Task details — Only one portion of the data is to be written out: from the line bearing "Self::with_config(context, GeneratorConfig::default())" through the line bearing "factory = Arc::new(BddSolverFactory::new(config.storage_bits));". Write it exactly as it appears.

Given data —
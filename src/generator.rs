//! The top-level generator.

use std::sync::Arc;

use log::debug;

use crate::backend::{BddSolverFactory, SolverBuilder, SolverFactory};
use crate::config::GeneratorConfig;
use crate::constraint::ConstraintRegistry;
use crate::context::Context;
use crate::error::{Error, Result};
use crate::expr::Expr;
use crate::partition::{ConstraintPartition, ConstraintPartitioner};
use crate::variable_generator::{
    CoverageVariableGenerator, DefaultVariableGenerator, ThreadedVariableGenerator, VariableGenerator,
};
use crate::variables::{RandType, Var};
use crate::vector::VectorGenerator;

/// Owns a set of constraints and produces random solutions for them.
///
/// Constraints are partitioned lazily: the first [`next`][Generator::next] after any
/// change rebuilds the partitions and their solvers.
pub struct Generator {
    context: Context,
    config: GeneratorConfig,
    registry: ConstraintRegistry,
    partitioner: ConstraintPartitioner,
    var_gen: Box<dyn VariableGenerator>,
    vec_gen: VectorGenerator,
    var_cov_gen: CoverageVariableGenerator,
    vec_cov_gen: VectorGenerator,
    covered: bool,
}

impl Generator {
    pub fn new(context: &Context) -> Self {
        Self::with_config(context, GeneratorConfig::default())
    }

    pub fn with_config(context: &Context, config: GeneratorConfig) -> Self {
        let factory = Arc::new(BddSolverFactory::new(config.storage_bits));
        Self::with_factory(context, config, factory)
    }

    pub fn with_factory(context: &Context, config: GeneratorConfig, factory: Arc<dyn SolverFactory>) -> Self {
        let mut builder = SolverBuilder::new(factory, config.clone());
        let var_gen: Box<dyn VariableGenerator> = if config.multithreaded {
            Box::new(ThreadedVariableGenerator::new(builder.fork()))
        } else {
            Box::new(DefaultVariableGenerator::new(builder.fork()))
        };
        Self {
            context: context.clone(),
            registry: ConstraintRegistry::new(context),
            partitioner: ConstraintPartitioner::new(),
            var_gen,
            vec_gen: VectorGenerator::new(builder.fork(), context),
            var_cov_gen: CoverageVariableGenerator::new(builder.fork()),
            vec_cov_gen: VectorGenerator::new(builder.fork(), context),
            covered: false,
            config,
        }
    }

    pub fn context(&self) -> &Context {
        &self.context
    }

    pub fn config(&self) -> &GeneratorConfig {
        &self.config
    }

    pub fn registry(&self) -> &ConstraintRegistry {
        &self.registry
    }

    pub fn partitions(&self) -> &[ConstraintPartition] {
        self.partitioner.partitions()
    }

    fn constraint(&mut self, name: Option<&str>, expr: Expr, soft: bool, cover: bool) -> Result<&mut Self> {
        self.registry.make_constraint(name, expr, soft, cover)?;
        Ok(self)
    }

    /// Add a hard constraint.
    pub fn add(&mut self, expr: impl Into<Expr>) -> Result<&mut Self> {
        self.constraint(None, expr.into(), false, false)
    }

    pub fn add_named(&mut self, name: &str, expr: impl Into<Expr>) -> Result<&mut Self> {
        self.constraint(Some(name), expr.into(), false, false)
    }

    /// Add a soft constraint, dropped when it conflicts with the hard ones.
    pub fn soft(&mut self, expr: impl Into<Expr>) -> Result<&mut Self> {
        self.constraint(None, expr.into(), true, false)
    }

    pub fn soft_named(&mut self, name: &str, expr: impl Into<Expr>) -> Result<&mut Self> {
        self.constraint(Some(name), expr.into(), true, false)
    }

    /// Add a cover constraint, hit once by [`next_cov`][Generator::next_cov].
    pub fn cover(&mut self, expr: impl Into<Expr>) -> Result<&mut Self> {
        self.constraint(None, expr.into(), false, true)
    }

    pub fn cover_named(&mut self, name: &str, expr: impl Into<Expr>) -> Result<&mut Self> {
        self.constraint(Some(name), expr.into(), false, true)
    }

    pub fn enable_constraint(&mut self, name: &str) -> bool {
        self.registry.enable(name)
    }

    pub fn disable_constraint(&mut self, name: &str) -> bool {
        self.registry.disable(name)
    }

    pub fn is_constraint_enabled(&self, name: &str) -> bool {
        self.registry.is_enabled(name)
    }

    pub fn is_changed(&self) -> bool {
        self.registry.is_changed()
    }

    /// Forget all merged constraints and coverage progress.
    pub fn reset(&mut self) {
        self.registry.reset_changed();
        self.partitioner.reset();
        self.covered = false;
    }

    /// Include the constraints of another registry in the next rebuild.
    ///
    /// The registry must belong to this generator's context.
    pub fn merge(&mut self, registry: &ConstraintRegistry) {
        debug_assert!(
            registry.context().ptr_eq(&self.context),
            "registry {} belongs to another context",
            registry.id()
        );
        self.partitioner.merge(registry);
    }

    /// Partition the merged constraints and build fresh solvers.
    pub fn rebuild(&mut self, self_include: bool) -> Result<()> {
        if self_include {
            self.partitioner.merge(&self.registry);
        }
        self.partitioner.partition();
        debug!(
            "generator: rebuilding {} partitions, {} vector constraints",
            self.partitioner.partitions().len(),
            self.partitioner.vector_constraints().len()
        );

        let vars = self.context.variables();
        self.var_gen.reset(&vars, self.partitioner.partitions())?;
        self.vec_gen.reset(self.partitioner.vector_constraints());
        self.var_cov_gen.reset(&vars, self.partitioner.partitions())?;
        self.vec_cov_gen.reset(self.partitioner.vector_constraints());
        Ok(())
    }

    fn rebuild_if_changed(&mut self) -> Result<()> {
        if self.registry.is_changed() {
            self.reset();
            self.rebuild(true)?;
        }
        Ok(())
    }

    /// Produce the next solution. Returns `false` when the constraints are unsatisfiable.
    pub fn next(&mut self) -> Result<bool> {
        self.rebuild_if_changed()?;
        let vars = self.context.variables();
        if !self.var_gen.solve(&vars) {
            return Ok(false);
        }
        let var_gen = &self.var_gen;
        self.vec_gen.solve(&|id| var_gen.read(id), &vars)
    }

    /// Like [`next`][Generator::next], but unsatisfiability is an error.
    pub fn try_next(&mut self) -> Result<()> {
        if self.next()? {
            Ok(())
        } else {
            Err(Error::Unsatisfiable)
        }
    }

    /// Produce a solution hitting a not yet covered cover constraint, or a plain solution
    /// once every cover constraint has been hit.
    ///
    /// Partitions without a new hit keep the values of a plain solve.
    pub fn next_cov(&mut self) -> Result<bool> {
        self.rebuild_if_changed()?;
        if !self.covered {
            let vars = self.context.variables();
            if !self.var_gen.solve(&vars) {
                return Ok(false);
            }
            if self.var_cov_gen.solve(&vars) {
                let (var_gen, var_cov_gen) = (&self.var_gen, &self.var_cov_gen);
                let read = |id: u32| var_cov_gen.read(id).or_else(|| var_gen.read(id));
                if self.vec_cov_gen.solve(&read, &vars)? {
                    return Ok(true);
                }
            }
            debug!("generator: coverage exhausted");
            self.covered = true;
        }
        self.next()
    }

    pub fn is_covered(&self) -> bool {
        self.covered
    }

    /// Start coverage over: every cover constraint can be hit again.
    pub fn reset_coverage(&mut self) -> Result<()> {
        self.covered = false;
        let vars = self.context.variables();
        self.var_cov_gen.reset(&vars, self.partitioner.partitions())?;
        self.vec_cov_gen.reset(self.partitioner.vector_constraints());
        Ok(())
    }

    /// Raw bits of `var` in the last solution.
    pub fn read_bits(&self, var: u32) -> Result<u64> {
        self.var_gen.read(var).ok_or(Error::InvalidRead(var))
    }

    pub fn read<T: RandType>(&self, var: &Var<T>) -> Result<T> {
        self.read_bits(var.id()).map(T::from_bits)
    }

    /// Groups of hard constraints that cannot hold together, by name.
    pub fn analyse_contradiction(&self) -> Vec<Vec<String>> {
        self.var_gen.contradictions()
    }

    /// Soft constraints that were dropped, by name.
    pub fn inactive_softs(&self) -> Vec<String> {
        self.var_gen.inactive_softs()
    }

    /// Graphviz rendering of the current partitions.
    pub fn to_dot(&self) -> Result<String, std::fmt::Error> {
        crate::dot::partitions_to_dot(self.partitioner.partitions(), self.partitioner.vector_constraints())
    }
}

Result below —
        Self::with_config(context, GeneratorConfig::default())
    }

    pub fn with_config(context: &Context, config: GeneratorConfig) -> Self {
        let factory = Arc::new(BddSolverFactory::new(config.storage_bits));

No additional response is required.